| Try it |
Output only this range of the data below: the line that contains "mod pagination;" through the final line, both ends included, each retyped exactly.

Stored data entries
use chrono::{NaiveDateTime, Utc};
use diesel::prelude::*;
use serde::{Deserialize, Serialize};

use st_core::{ActionType, TipType};

use crate::connection::AnyConnection;
use crate::repository::RepositoryResult;
use crate::schema::trading_tips;

/// A generated buy/sell/hold recommendation for a stock symbol. Associated
/// with stocks by symbol string only, no foreign key.
#[derive(Queryable, Selectable, Identifiable, Debug, Clone, Serialize, Deserialize)]
#[diesel(table_name = trading_tips)]
pub struct TradingTip {
  pub id: i32,
  pub timestamp: NaiveDateTime,
  pub stock_symbol: String,
  pub tip_type: String,
  pub action: String,
  pub reason: String,
  pub confidence_score: Option<f64>,
}

#[derive(Insertable, Debug, Clone)]
#[diesel(table_name = trading_tips)]
pub struct NewTradingTip {
  pub timestamp: NaiveDateTime,
  pub stock_symbol: String,
  pub tip_type: String,
  pub action: String,
  pub reason: String,
  pub confidence_score: Option<f64>,
}

impl NewTradingTip {
  /// Insert a batch of tips as one transaction; all-or-nothing.
  pub fn bulk_insert(conn: &mut AnyConnection, records: Vec<Self>) -> RepositoryResult<usize> {
    const BATCH_SIZE: usize = 500;

    let total = conn.transaction::<usize, diesel::result::Error, _>(|conn| {
      let mut inserted = 0;
      for chunk in records.chunks(BATCH_SIZE) {
        for record in chunk {
          inserted += diesel::insert_into(trading_tips::table).values(record).execute(conn)?;
        }
      }
      Ok(inserted)
    })?;

    Ok(total)
  }
}

impl TradingTip {
  /// Record a tip. `confidence_score` is 0.0..1.0 by convention; the range
  /// is not enforced. `timestamp` defaults to the current UTC time, and the
  /// symbol is normalized to uppercase.
  pub fn create(
    conn: &mut AnyConnection,
    stock_symbol: &str,
    tip_type: TipType,
    action: ActionType,
    reason: &str,
    confidence_score: Option<f64>,
    timestamp: Option<NaiveDateTime>,
  ) -> RepositoryResult<Self> {
    let tip = NewTradingTip {
      timestamp: timestamp.unwrap_or_else(|| Utc::now().naive_utc()),
      stock_symbol: stock_symbol.to_uppercase(),
      tip_type: tip_type.to_string(),
      action: action.to_string(),
      reason: reason.to_string(),
      confidence_score,
    };

    diesel::insert_into(trading_tips::table).values(&tip).execute(conn)?;

    let row = trading_tips::table.order(trading_tips::id.desc()).first(conn)?;
    Ok(row)
  }

  pub fn find_by_id(conn: &mut AnyConnection, id: i32) -> RepositoryResult<Option<Self>> {
    let tip = trading_tips::table.find(id).first(conn).optional()?;
    Ok(tip)
  }

  /// Tips newest first. `page` is 1-based; offset = (page - 1) * limit.
  pub fn list(
    conn: &mut AnyConnection,
    stock_symbol: Option<&str>,
    limit: i64,
    page: i64,
  ) -> RepositoryResult<Vec<Self>> {
    let offset = (page.max(1) - 1) * limit;

    let mut query = trading_tips::table.into_boxed();

    if let Some(symbol) = stock_symbol {
      query = query.filter(trading_tips::stock_symbol.eq(symbol.to_uppercase()));
    }

    let results = query
      .order(trading_tips::timestamp.desc())
      .offset(offset)
      .limit(limit)
      .load(conn)?;
    Ok(results)
  }
}
use std::time::Duration;

use serde::{Deserialize, Serialize};
use serde_json::{Map, Value};

/// One immutable step of the decision trace.
#[derive(Debug, Clone, PartialEq, Serialize, Deserialize)]
pub struct TraceEntry {
    pub step: String,
    pub ok: bool,
    #[serde(default, skip_serializing_if = "Option::is_none")]
    pub elapsed_ms: Option<u64>,
    #[serde(default, skip_serializing_if = "Option::is_none")]
    pub detail: Option<Map<String, Value>>,
}

impl TraceEntry {
    pub fn ok(step: impl Into<String>) -> Self {
        Self::new(step, true)
    }

    pub fn failed(step: impl Into<String>) -> Self {
        Self::new(step, false)
    }

    pub fn new(step: impl Into<String>, ok: bool) -> Self {
        Self {
            step: step.into(),
            ok,
            elapsed_ms: None,
            detail: None,
        }
    }

    pub fn elapsed(mut self, elapsed: Duration) -> Self {
        self.elapsed_ms = Some(u64::try_from(elapsed.as_millis()).unwrap_or(u64::MAX));
        self
    }

    pub fn detail(mut self, key: impl Into<String>, value: impl Into<Value>) -> Self {
        self.detail
            .get_or_insert_with(Map::new)
            .insert(key.into(), value.into());
        self
    }

    pub fn detail_value(&self, key: &str) -> Option<&Value> {
        self.detail.as_ref().and_then(|d| d.get(key))
    }
}

/// Receives trace entries as they are produced.
pub trait TraceSink: Send {
    fn record(&mut self, entry: TraceEntry);
}

/// Append-only, ordered log of one run.
#[derive(Debug, Clone, Default, PartialEq)]
pub struct DecisionTrace {
    entries: Vec<TraceEntry>,
}

impl DecisionTrace {
    pub fn new() -> Self {
        Self::default()
    }

    pub fn entries(&self) -> &[TraceEntry] {
        &self.entries
    }

    pub fn len(&self) -> usize {
        self.entries.len()
    }

    pub fn is_empty(&self) -> bool {
        self.entries.is_empty()
    }

    pub fn failures(&self) -> usize {
        self.entries.iter().filter(|e| !e.ok).count()
    }

    pub fn into_entries(self) -> Vec<TraceEntry> {
        self.entries
    }
}

impl TraceSink for DecisionTrace {
    fn record(&mut self, entry: TraceEntry) {
        self.entries.push(entry);
    }
}
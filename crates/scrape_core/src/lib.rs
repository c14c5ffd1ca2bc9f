//! Scrape core: pure request model, sequencing and cataloging logic.
//!
//! Nothing in this crate touches the network or the filesystem; the engine
//! crate drives these pieces against real collaborators.
mod catalog;
mod error;
mod pagination;
mod phase;
mod request;
mod result;
mod template;
mod trace;

pub use catalog::{
    catalog, filter_records, filtering_requested, normalize_field_name, FieldCatalog, FieldMatch,
};
pub use error::ConfigError;
pub use pagination::{
    lookup_path, CursorError, Mutation, PageSequencer, PaginationConfig, ParamChange, Step,
    StopReason,
};
pub use phase::{advance, RunEvent, RunPhase};
pub use request::{
    param_text, ExtractionRequest, HttpMethod, Mode, RenderOptions, MAX_DELAY_MS, MAX_RETRIES,
    MAX_SCROLL_COUNT, MAX_SCROLL_DELAY_MS, MAX_WAIT_SECONDS,
};
pub use result::AnalysisResult;
pub use template::{expand, BatchConfig, Expansion, DEFAULT_PLACEHOLDER};
pub use trace::{DecisionTrace, TraceEntry, TraceSink};

/// One extracted record: field name to scalar (or stringified) value.
/// Field order follows first insertion.
pub type Record = serde_json::Map<String, serde_json::Value>;

/// Query parameters as supplied by the caller. Non-string values are rendered
/// with [`param_text`] when the request is encoded.
pub type Params = std::collections::BTreeMap<String, serde_json::Value>;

| Reply |
mod pagination;
mod phase;
mod request;
mod result;
mod template;
mod trace;

pub use catalog::{
    catalog, filter_records, filtering_requested, normalize_field_name, FieldCatalog, FieldMatch,
};
pub use error::ConfigError;
pub use pagination::{
    lookup_path, CursorError, Mutation, PageSequencer, PaginationConfig, ParamChange, Step,
    StopReason,
};
pub use phase::{advance, RunEvent, RunPhase};
pub use request::{
    param_text, ExtractionRequest, HttpMethod, Mode, RenderOptions, MAX_DELAY_MS, MAX_RETRIES,
    MAX_SCROLL_COUNT, MAX_SCROLL_DELAY_MS, MAX_WAIT_SECONDS,
};
pub use result::AnalysisResult;
pub use template::{expand, BatchConfig, Expansion, DEFAULT_PLACEHOLDER};
pub use trace::{DecisionTrace, TraceEntry, TraceSink};

/// One extracted record: field name to scalar (or stringified) value.
/// Field order follows first insertion.
pub type Record = serde_json::Map<String, serde_json::Value>;

/// Query parameters as supplied by the caller. Non-string values are rendered
/// with [`param_text`] when the request is encoded.
pub type Params = std::collections::BTreeMap<String, serde_json::Value>;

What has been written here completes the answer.